Other methods of 3D visualization
3D Journal

Evolutionary Computing - The Traveling Ferenghi Problem
a.k.a. Traveling Salesman Problem

Your are given the task of visiting up to 30 cities. Having limited time and resources, you want to make the trip in as short a distance as possible, returning home when you are finished. Consequently, you must visit every city, and each city only once. Evolution, "the blind watchmaker," generally finds reasonably good solutions in seconds. More complex rules may be found on our "Evolution" page. This version was simplified in order to explore 3D rendering.

Evolutionary Concert Tour (ECT) with 3D Anaglyph Enhancement
Version G - 2 November 2008 - (derived directly from version F)
Converting the 2D application to 3D required no change to the basic evolutionary algorithm. A "z" dimension was added to the the city[] array and the distance computation was changed accordingly.
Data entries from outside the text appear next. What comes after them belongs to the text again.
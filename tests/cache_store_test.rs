use chrono::{Duration as ChronoDuration, Utc};
use pagecraft::cache::{compute_cache_key, CacheStore, InMemoryCacheStore, RedisCacheStore};
use pagecraft::components::{ComponentContent, ComponentMetadata, ComponentResult, HeroContent};
use pagecraft::models::{ComponentType, DiscoveryResult, Intent, IntentAnalysis, PersonalizationContext, Tone};
use std::collections::BTreeMap;
use std::time::Duration;

fn result(headline: &str, age_secs: i64) -> ComponentResult {
    ComponentResult {
        success: true,
        content: ComponentContent::Hero(HeroContent {
            headline: headline.to_string(),
            subheadline: "Sub".to_string(),
            cta_text: "Go".to_string(),
            ..Default::default()
        }),
        error: None,
        metadata: ComponentMetadata {
            component_type: ComponentType::Hero,
            ai_provider: Some("openai".to_string()),
            generation_time: 0.2,
            quality_metrics: None,
            cache_key: "k".to_string(),
            generated_at: Utc::now() - ChronoDuration::seconds(age_secs),
            error_occurred: false,
        },
        confidence: 0.8,
        from_cache: false,
    }
}

fn context(interests: &[(&str, f64)]) -> PersonalizationContext {
    let mut map = BTreeMap::new();
    for (topic, score) in interests {
        map.insert(topic.to_string(), *score);
    }
    PersonalizationContext::new("bathroom tile", IntentAnalysis::new(Intent::Commercial, 0.9, vec![]))
        .with_interests(map)
}

fn results(n: usize) -> Vec<DiscoveryResult> {
    (0..n)
        .map(|i| DiscoveryResult::new(&format!("R{}", i), &format!("https://x.y/{}", i), 0.5))
        .collect()
}

#[test]
fn test_key_ignores_interest_insertion_order_and_unrelated_fields() {
    let a = context(&[("design", 0.4), ("budgeting", 0.9)]);
    let b = context(&[("budgeting", 0.9), ("design", 0.4)]).with_tone(Tone::Friendly);
    assert_eq!(
        compute_cache_key(ComponentType::Hero, &a, &results(3), 5),
        compute_cache_key(ComponentType::Hero, &b, &results(3), 5)
    );
}

#[test]
fn test_key_only_uses_first_results() {
    let ctx = context(&[]);
    let mut longer = results(5);
    longer.push(DiscoveryResult::new("Extra", "https://x.y/extra", 0.1));
    assert_eq!(
        compute_cache_key(ComponentType::Article, &ctx, &results(5), 5),
        compute_cache_key(ComponentType::Article, &ctx, &longer, 5)
    );
    assert_ne!(
        compute_cache_key(ComponentType::Article, &ctx, &results(4), 5),
        compute_cache_key(ComponentType::Article, &ctx, &results(5), 5)
    );
}

#[test]
fn test_key_changes_with_interest_scores() {
    let a = context(&[("design", 0.4)]);
    let b = context(&[("design", 0.5)]);
    assert_ne!(
        compute_cache_key(ComponentType::Cta, &a, &[], 5),
        compute_cache_key(ComponentType::Cta, &b, &[], 5)
    );
}

#[tokio::test]
async fn test_entry_expires_by_age() {
    let store = InMemoryCacheStore::new();
    store.set("fresh", &result("Fresh", 0), Duration::from_secs(60)).await.unwrap();
    store.set("stale", &result("Stale", 120), Duration::from_secs(60)).await.unwrap();

    assert!(store.get("fresh").await.unwrap().is_some());
    assert!(store.get("stale").await.unwrap().is_none());
    assert_eq!(store.purge_expired().await.unwrap(), 1);
    assert_eq!(store.len().await, 1);
}

#[tokio::test]
async fn test_invalidate_and_clear() {
    let store = InMemoryCacheStore::new();
    store.set("a", &result("A", 0), Duration::from_secs(60)).await.unwrap();
    store.set("b", &result("B", 0), Duration::from_secs(60)).await.unwrap();

    assert!(store.invalidate("a").await.unwrap());
    assert!(!store.invalidate("a").await.unwrap());
    store.clear().await.unwrap();
    assert!(store.is_empty().await);
}

#[tokio::test]
async fn test_last_write_wins_and_capacity() {
    let store = InMemoryCacheStore::with_capacity(2);
    store.set("a", &result("First", 0), Duration::from_secs(60)).await.unwrap();
    store.set("a", &result("Second", 0), Duration::from_secs(60)).await.unwrap();
    let hit = store.get("a").await.unwrap().unwrap();
    assert_eq!(hit.content.title(), "Second");

    tokio::time::sleep(Duration::from_millis(5)).await;
    store.set("b", &result("B", 0), Duration::from_secs(60)).await.unwrap();
    tokio::time::sleep(Duration::from_millis(5)).await;
    store.set("c", &result("C", 0), Duration::from_secs(60)).await.unwrap();
    assert_eq!(store.len().await, 2);
    assert!(store.get("a").await.unwrap().is_none());
}

#[test]
fn test_redis_entry_key_format() {
    assert_eq!(RedisCacheStore::entry_key("hero:00ff"), "pagecraft:component:hero:00ff");
}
Consequently city values range from 0 to 100 in each of three dimensions. Fogel's cities and Random cities select the "z" dimension randomly.

The "Yours" city placement button allows you to choose the "z" component before you MouseDown on the PaintBox. Once you click this button, a SetFocus() command returns focus to the "z" TrackBar which allows you to either move the cursor with the wheel or to move the cursor with the mouse. The detents on the wheel have a value of 1 (on my mouse). It is possible to draw points which progressively sink into, or out of, the screen by rolling the mouse wheel about 3 detents between MouseDowns. (Thirty points at three detents each give a total depth of about 90.)
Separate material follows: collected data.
// * Component generators: one fixed pipeline, three content strategies

pub mod article;
pub mod cta;
pub mod errors;
pub mod generator;
pub mod hero;
pub mod stats;
pub mod strategy;
pub mod types;

// * Re-exports for convenient access
pub use article::{ArticleContext, ArticleStrategy, ArticleStructure};
pub use cta::{CtaContext, CtaStrategy};
pub use errors::GenerationError;
pub use generator::{validate_input, ComponentGenerate, ComponentGenerator, GeneratorSettings};
pub use hero::{HeadlineStyle, HeroContext, HeroStrategy};
pub use stats::{ComponentStatsSummary, GenerationStat, GenerationStatsLog, GenerationStatsSummary};
pub use strategy::ComponentStrategy;
pub use types::{
    ActionType, ArticleContent, ArticleFormat, ComponentContent, ComponentMetadata,
    ComponentResult, ContentSchema, CtaContent, Difficulty, HeroContent, Urgency,
};

/// Generator type aliases used by the page engine
pub type HeroGenerator = ComponentGenerator<HeroStrategy>;
pub type ArticleGenerator = ComponentGenerator<ArticleStrategy>;
pub type CtaGenerator = ComponentGenerator<CtaStrategy>;
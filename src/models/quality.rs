// * Quality metrics shared by component- and page-level scoring

use serde::{Deserialize, Serialize};
use std::collections::BTreeMap;

/// Clamps a score into [0, 1]; NaN collapses to 0
pub fn clamp_score(value: f64) -> f64 {
    if value.is_nan() {
        0.0
    } else {
        value.clamp(0.0, 1.0)
    }
}

/// Heuristic quality breakdown; every field lies in [0, 1]
#[derive(Debug, Clone, PartialEq, Serialize, Deserialize, Default)]
pub struct QualityMetrics {
    pub overall_confidence: f64,
    pub content_relevance: f64,
    pub personalization_score: f64,
    pub completeness_score: f64,
    #[serde(default)]
    pub component_scores: BTreeMap<String, f64>,
}

impl QualityMetrics {
    /// Builds metrics with every score clamped
    pub fn new(
        overall_confidence: f64,
        content_relevance: f64,
        personalization_score: f64,
        completeness_score: f64,
    ) -> Self {
        Self {
            overall_confidence: clamp_score(overall_confidence),
            content_relevance: clamp_score(content_relevance),
            personalization_score: clamp_score(personalization_score),
            completeness_score: clamp_score(completeness_score),
            component_scores: BTreeMap::new(),
        }
    }

    /// Records a per-component score (clamped)
    pub fn with_component_score(mut self, component: &str, score: f64) -> Self {
        self.component_scores
            .insert(component.to_string(), clamp_score(score));
        self
    }

    /// True if every score is inside [0, 1]
    pub fn is_bounded(&self) -> bool {
        let bounded = |v: f64| (0.0..=1.0).contains(&v);
        bounded(self.overall_confidence)
            && bounded(self.content_relevance)
            && bounded(self.personalization_score)
            && bounded(self.completeness_score)
            && self.component_scores.values().all(|v| bounded(*v))
    }
}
To correctly color an anaglyph, when cyan overlays red the result should be rendered in black on a white background. Or rendered in white on a black background. This could be done by drawing the cyan and red lines as points onto another array where each cell can be checked for that overlay and red or cyan, black or white, entered depending on the previous value. Reducing the lines to points in order to accomplish this would require substantial modification. Consequently, this version uses PaintBox->LineTo() commands which draw red lines over the top of cyan lines and cyan lines over the top of red lines instead of combining them to yield black or white. As a result of this heuristic, lines with little separation, specifically horizontal lines, will appear anomalous.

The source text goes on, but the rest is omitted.